WHAT YOU ARE ASKED TO DO -
Scan the following material for the string "chars" and copy each line in which it appears.
++++ DATA EXCERPTS ++++
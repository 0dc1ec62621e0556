use thiserror::Error;

#[derive(Error, Debug)]
pub enum SessionStoreError {
    #[error("Session store request failed: {0}")]
    Http(#[from] reqwest::Error),

    #[error("Session store error ({status}): {body}")]
    Api { status: u16, body: String },
}
pub mod client;
pub mod practicefusion;
pub mod tebra;

pub use client::EhrHttpClient;
pub use practicefusion::PracticeFusionClient;
pub use tebra::TebraClient;
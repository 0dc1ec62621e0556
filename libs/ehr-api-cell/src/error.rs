use thiserror::Error;

#[derive(Error, Debug)]
pub enum EhrApiError {
    #[error("Transport error: {0}")]
    Http(#[from] reqwest::Error),

    #[error("Upstream error ({status}): {body}")]
    Status { status: u16, body: String },

    #[error("Session materials contain characters not allowed in headers")]
    InvalidHeader,
}
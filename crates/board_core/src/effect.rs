use crate::{DestinationId, ItemId};

/// Structural changes the host may need to react to beyond re-rendering.
#[derive(Debug, Clone, PartialEq, Eq)]
pub enum Effect {
    ItemDeleted { item_id: ItemId },
    ListRemoved { list: DestinationId, returned: usize },
}
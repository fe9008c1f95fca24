use std::fs;
use std::path::Path;

use anyhow::{Context, Result};
use board_core::BoardConfig;
use serde::Deserialize;

use super::logging::LogSettings;
use super::script::Gesture;

/// Contents of the optional RON file passed as the first argument.
#[derive(Debug, Clone, Default, Deserialize)]
#[serde(default)]
pub struct AppConfig {
    pub board: BoardConfig,
    pub log: LogSettings,
    /// Gestures to replay; the built-in walk-through when absent.
    pub script: Option<Vec<Gesture>>,
}

pub fn load_config(path: Option<&Path>) -> Result<AppConfig> {
    let Some(path) = path else {
        return Ok(AppConfig::default());
    };
    let content = fs::read_to_string(path)
        .with_context(|| format!("failed to read config {}", path.display()))?;
    let config: AppConfig = ron::from_str(&content)
        .with_context(|| format!("failed to parse config {}", path.display()))?;
    Ok(config)
}
use super::constants::{COLUMN_GAP, COLUMN_WIDTH};

/// Lays out columns of text next to each other, padding short columns with
/// blank cells and cutting cells longer than `COLUMN_WIDTH`.
pub fn side_by_side(columns: &[Vec<String>]) -> Vec<String> {
    let height = columns.iter().map(Vec::len).max().unwrap_or(0);
    (0..height)
        .map(|row| {
            let cells: Vec<String> = columns
                .iter()
                .map(|column| fit(column.get(row).map(String::as_str).unwrap_or("")))
                .collect();
            cells.join(COLUMN_GAP).trim_end().to_string()
        })
        .collect()
}

fn fit(cell: &str) -> String {
    let mut text: String = cell.chars().take(COLUMN_WIDTH).collect();
    let width = text.chars().count();
    text.extend(std::iter::repeat(' ').take(COLUMN_WIDTH - width));
    text
}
++++
RESULT -
    let mut text: String = cell.chars().take(COLUMN_WIDTH).collect();
    let width = text.chars().count();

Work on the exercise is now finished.